さすがに、それは無いだろう。眠っている間にすべてが終わっているとか、そんな理不尽な朝チュンを、俺は断じて認めない。
俺は自分の体を触って、衣服を着ているかどうかを確認した。
(……よし。服は、ちゃんと着ているみたいだな)
着衣に乱れがないことは、俺が無実であることの状況証拠になるはずだ。
問題は、フィオレが下着姿であること。
もし、今、使用人が俺たちを起こしにきて、半裸のフィオレを目撃したら、確実に事後だと判断するだろう。

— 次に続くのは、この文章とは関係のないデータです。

// src/utils/http.rs

//! HTTP transport for the stateful exam-search form.
//!
//! The crawler only ever needs two operations: GET the search page and POST
//! a form submission back to it. Both return the response body as text; the
//! caller parses it. A configured list of user-agent strings is rotated
//! round-robin across requests.

use std::sync::atomic::{AtomicUsize, Ordering};
use std::time::Duration;

use reqwest::Client;
use reqwest::header::USER_AGENT;

use crate::error::Result;
use crate::models::CrawlerConfig;

/// Thin client wrapper owning the user-agent rotation.
pub struct HttpClient {
    client: Client,
    user_agents: Vec<String>,
    next_agent: AtomicUsize,
}

impl HttpClient {
    /// Create a configured asynchronous HTTP client.
    pub fn new(config: &CrawlerConfig) -> Result<Self> {
        let client = Client::builder()
            .timeout(Duration::from_secs(config.timeout_secs))
            .build()?;

        Ok(Self {
            client,
            user_agents: config.user_agents.clone(),
            next_agent: AtomicUsize::new(0),
        })
    }

    fn user_agent(&self) -> Option<&str> {
        if self.user_agents.is_empty() {
            return None;
        }
        let index = self.next_agent.fetch_add(1, Ordering::Relaxed);
        Some(self.user_agents[index % self.user_agents.len()].as_str())
    }

    /// GET a page and return the body text.
    pub async fn get_text(&self, url: &str) -> Result<String> {
        let mut request = self.client.get(url);
        if let Some(agent) = self.user_agent() {
            request = request.header(USER_AGENT, agent);
        }
        Ok(request.send().await?.error_for_status()?.text().await?)
    }

    /// POST a form submission and return the body text.
    pub async fn post_form(&self, url: &str, fields: &[(String, String)]) -> Result<String> {
        let mut request = self.client.post(url).form(fields);
        if let Some(agent) = self.user_agent() {
            request = request.header(USER_AGENT, agent);
        }
        Ok(request.send().await?.error_for_status()?.text().await?)
    }
}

ここは、フィオレを起こして、さっさと服を着てもらうべきだ。
そう判断して、俺は再び毛布を捲り、フィオレの肩を揺すろうとしたのだが……。
(――――は?)
なぜか、フィオレが下着すら身につけていないことに気が付いて、愕然とした。
慌てて、隣のベッドにもう一度目をやると、脱ぎ捨てられたと思われる下着のような物が、毛布と一緒に丸まっている。
(なんでだよ……!)
なぜ、わざわざ下着を脱いでから、俺のいるベッドに潜り込んでくるのか? ここまでくると、もはや、俺を陥れるためのハニートラップではないかとさえ思えてくる。

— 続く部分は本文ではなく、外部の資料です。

// src/main.rs

//! Exam archive crawler CLI.

use std::collections::HashSet;
use std::path::PathBuf;

use clap::{Parser, Subcommand};

use exam_crawler::{
    error::Result,
    models::Config,
    pipeline,
    services::ExamCrawler,
    storage::{self, OutputFormat},
};

/// University exam archive crawler
#[derive(Parser, Debug)]
#[command(
    name = "exam-crawler",
    version,
    about = "Crawls a university library's public exam archive"
)]
struct Cli {
    /// Path to the configuration file
    #[arg(short, long, default_value = "data/config.toml")]
    config: PathBuf,

    /// Override the target domain from the configuration
    #[arg(long)]
    domain: Option<String>,

    /// Enable verbose logging
    #[arg(short, long)]
    verbose: bool,

    #[command(subcommand)]
    command: Command,
}

#[derive(Subcommand, Debug)]
enum Command {
    /// Crawl megamot, courses, lecturers, and exams into a dataset
    Crawl {
        /// Restrict descent to these megama ids (repeatable)
        #[arg(long = "megama", value_name = "ID")]
        megamot: Vec<i64>,

        /// Output file (default: {output.dir}/records.{format})
        #[arg(short, long)]
        output: Option<PathBuf>,

        /// Output format
        #[arg(long, value_enum)]
        format: Option<OutputFormat>,
    },

    /// List megama ids and names without crawling any further
    Megamot,

    /// Validate the configuration file
    Validate,
}

/// Initialize logging based on verbosity flag.
fn init_logging(verbose: bool) {
    let level = if verbose { "debug" } else { "info" };
    env_logger::Builder::from_env(env_logger::Env::default().default_filter_or(level))
        .format_timestamp_secs()
        .init();
}

fn default_output_path(config: &Config, format: OutputFormat) -> PathBuf {
    PathBuf::from(&config.output.dir).join(format!("records.{}", format.extension()))
}

/// Main entry point for the CLI application.
#[tokio::main]
async fn main() -> Result<()> {
    let cli = Cli::parse();
    init_logging(cli.verbose);

    let mut config = Config::load_or_default(&cli.config);
    if let Some(domain) = cli.domain {
        config.site.domain = domain;
    }
    config.validate()?;

    match cli.command {
        Command::Crawl {
            megamot,
            output,
            format,
        } => {
            let format = format.unwrap_or(config.output.format);
            let path = output.unwrap_or_else(|| default_output_path(&config, format));
            let megama_filter = if megamot.is_empty() {
                None
            } else {
                Some(megamot.into_iter().collect::<HashSet<_>>())
            };

            let sink = storage::open_sink(format, &path).await?;
            log::info!("writing records to {}", path.display());
            pipeline::run_crawl(&config, megama_filter, sink).await?;
        }

        Command::Megamot => {
            let crawler = ExamCrawler::new(&config, None)?;
            for megama in crawler.list_megamot().await? {
                println!("{}\t{}", megama.id, megama.name);
            }
        }

        Command::Validate => {
            log::info!("configuration OK");
        }
    }

    Ok(())
}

俺は懸命に、この逆境を乗り越えるための道筋を探ろうとしたが……。
相部屋。同衾。全裸。昨夜は酔っぱらっていた――――
(全部、駄目じゃねーか!)
すべての状況証拠は、俺が有罪であることを物語っている。
もし、今、使用人が俺たちを起こしにきて、全裸のフィオレを目撃したら、確実に事件だと判断するだろう。
(あかん……)
俺は、絶体絶命の状況に絶望して、すやすやと穏やかに寝息を立てているフィオレを恨みがましく睨み付けたのだが――――たまたま(本当に他意は無く、やましい気持ちも無く、たまたま)胸に刻まれた魔力痕に目がいってしまった。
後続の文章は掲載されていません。